Patient-reported outcomes from a phase III multicenter, randomized, double-blind, placebo-controlled trial of gefitinib versus placebo in esophageal cancer progressing after chemotherapy: Cancer Oesophagus Gefitinib (COG).
Dutton SJ., Blazeby JM., Petty RD., Mansoor W., Thompson J., Harrison M., Abbas H., Dahle-Smith A., Chatterjee A., Falk S., Garcia-Alonso A., Fyfe DW., Hubner R., Gamble T., Peachey L., Harvey C., Julier P., Jankowski J., Midgley R., Ferry DR.

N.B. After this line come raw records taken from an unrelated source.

//! Parameter value maps exchanged with a compiled pattern.

use serde::{Deserialize, Serialize};
use std::collections::HashMap;

/// Parameter values extracted by a match or supplied to a build.
pub type Params = HashMap<String, ParamValue>;

/// The value bound to one parameter name.
///
/// A name that occurs once in a pattern binds a `Single` scalar; a name
/// captured more than once accumulates into an ordered `Multiple`
/// sequence. On the build side a sequence is consumed positionally
/// across the occurrences of its name, while a scalar is consumed by the
/// first occurrence only - it is deliberately not broadcast to later
/// ones.
///
/// Serializes untagged, so JSON `"x"` and `["x", "y"]` map directly.
#[derive(Debug, Clone, PartialEq, Eq, Serialize, Deserialize)]
#[serde(untagged)]
pub enum ParamValue {
    Single(String),
    Multiple(Vec<String>),
}

impl ParamValue {
    /// The value consumed by the `n`th occurrence (zero-based) of the
    /// owning name across a whole pattern.
    pub(crate) fn nth(&self, n: usize) -> Option<&str> {
        match self {
            ParamValue::Single(value) if n == 0 => Some(value),
            ParamValue::Single(_) => None,
            ParamValue::Multiple(values) => values.get(n).map(String::as_str),
        }
    }

    /// The scalar value, if this name was captured exactly once.
    #[must_use]
    pub fn as_single(&self) -> Option<&str> {
        match self {
            ParamValue::Single(value) => Some(value),
            ParamValue::Multiple(_) => None,
        }
    }

    /// The value sequence, if this name was captured more than once.
    #[must_use]
    pub fn as_multiple(&self) -> Option<&[String]> {
        match self {
            ParamValue::Single(_) => None,
            ParamValue::Multiple(values) => Some(values),
        }
    }
}

impl From<&str> for ParamValue {
    fn from(value: &str) -> Self {
        ParamValue::Single(value.to_string())
    }
}

impl From<String> for ParamValue {
    fn from(value: String) -> Self {
        ParamValue::Single(value)
    }
}

impl From<Vec<String>> for ParamValue {
    fn from(values: Vec<String>) -> Self {
        ParamValue::Multiple(values)
    }
}

impl From<Vec<&str>> for ParamValue {
    fn from(values: Vec<&str>) -> Self {
        ParamValue::Multiple(values.into_iter().map(str::to_string).collect())
    }
}

/// Accumulate a captured value under `name`: the first occurrence stores
/// a scalar, each later occurrence grows the slot into an ordered
/// sequence in capture order.
pub(crate) fn push_value(params: &mut Params, name: &str, value: String) {
    if let Some(existing) = params.get_mut(name) {
        let values = match std::mem::replace(existing, ParamValue::Multiple(Vec::new())) {
            ParamValue::Single(first) => vec![first, value],
            ParamValue::Multiple(mut values) => {
                values.push(value);
                values
            }
        };
        *existing = ParamValue::Multiple(values);
    } else {
        params.insert(name.to_string(), ParamValue::Single(value));
    }
}
//! # CLI Module
//!
//! The CLI module backs the `waymark` binary: a small inspection tool for
//! trying patterns from a shell.
//!
//! ## Commands
//!
//! ### `match`
//!
//! Match a concrete path against a pattern and print the extracted
//! parameters as JSON (exit code 1 when the path does not match):
//!
//! ```bash
//! waymark match "/products(/<id>)" /products/42
//! ```
//!
//! ### `build`
//!
//! Render a concrete path from a pattern and a JSON object of parameter
//! values:
//!
//! ```bash
//! waymark build "/products(/<id>)" --values '{"id": "42"}'
//! ```
//!
//! ### `print`
//!
//! Parse a pattern and print its canonical serialization:
//!
//! ```bash
//! waymark print "/products(/<id>)  i"
//! ```

mod commands;


pub use commands::{run_cli, Cli, Commands};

6 Background: There are no randomised trials of 2nd line chemotherapy for esophageal cancer. The phase III COG trial of gefitinib versus placebo in patients with esophageal cancer progressing after chemotherapy did not show significant overall survival (OS) benefit, however the trial incorporated patient reported outcomes (PRO) using validated tools. The PRO data are therefore critical to inform practice and the initial results are presented here. Methods: Adults with measurable/evaluable metastatic esophageal or types I/II junctional adeno or squamous cell carcinoma progressing after prior chemotherapy, with performance status 0-2 were randomised 1:1 to 500mg gefitinib (G) or placebo (P), treated until progression. Primary outcome: OS. Secondary outcomes include safety, PFS, PRO (assessed by EORTC QLQ-C30 and EORTC QLQ-OG25 at baseline 4, 8 and 12 weeks until progression) and predictive biomarkers. Pre-specified PRO domains were global quality of life, dysphagia, eating and odynophagia. Analysis by ANCOVA of change in PRO at 4 weeks adjusted for baseline. Results: 450 patients were recruited from 51 UK centres and no difference in OS was detected. There was evidence that PFS was better in the intervention arm (P 35 days, G 49 days; HR=0.795, 95%CI 0.66, 0.96, p=0.017). Questionnaire compliance rates were excellent at baseline (94%) and at 4 weeks (77%). Patients in the gefitinib arm reported significantly better social function (9.26; 95%CI 1.94 to 16.58; p=0.013) and significantly fewer problems with odynophagia (-8.61; 95%CI -14.49 to -2.73; p=0.004), constipation (-15.24; 95%CI -22.83 to -7.65; p=0.0001) and speech (-10.40; 95%CI -16.13 to -4.67; p=0.0004) than patients receiving placebo but more problems with diarrhoea (19.23; 95%CI 11.79 to 26.27; p<0.0001). All other PRO domains were similar between the two groups. Conclusions: Gefitinib did not improve overall survival in esophageal cancer patients after chemotherapy however there was significant PFS improvement and improvement in quality of life and palliation of symptoms albeit with an excess of diarrhoea. Clinical trial information: 29580179.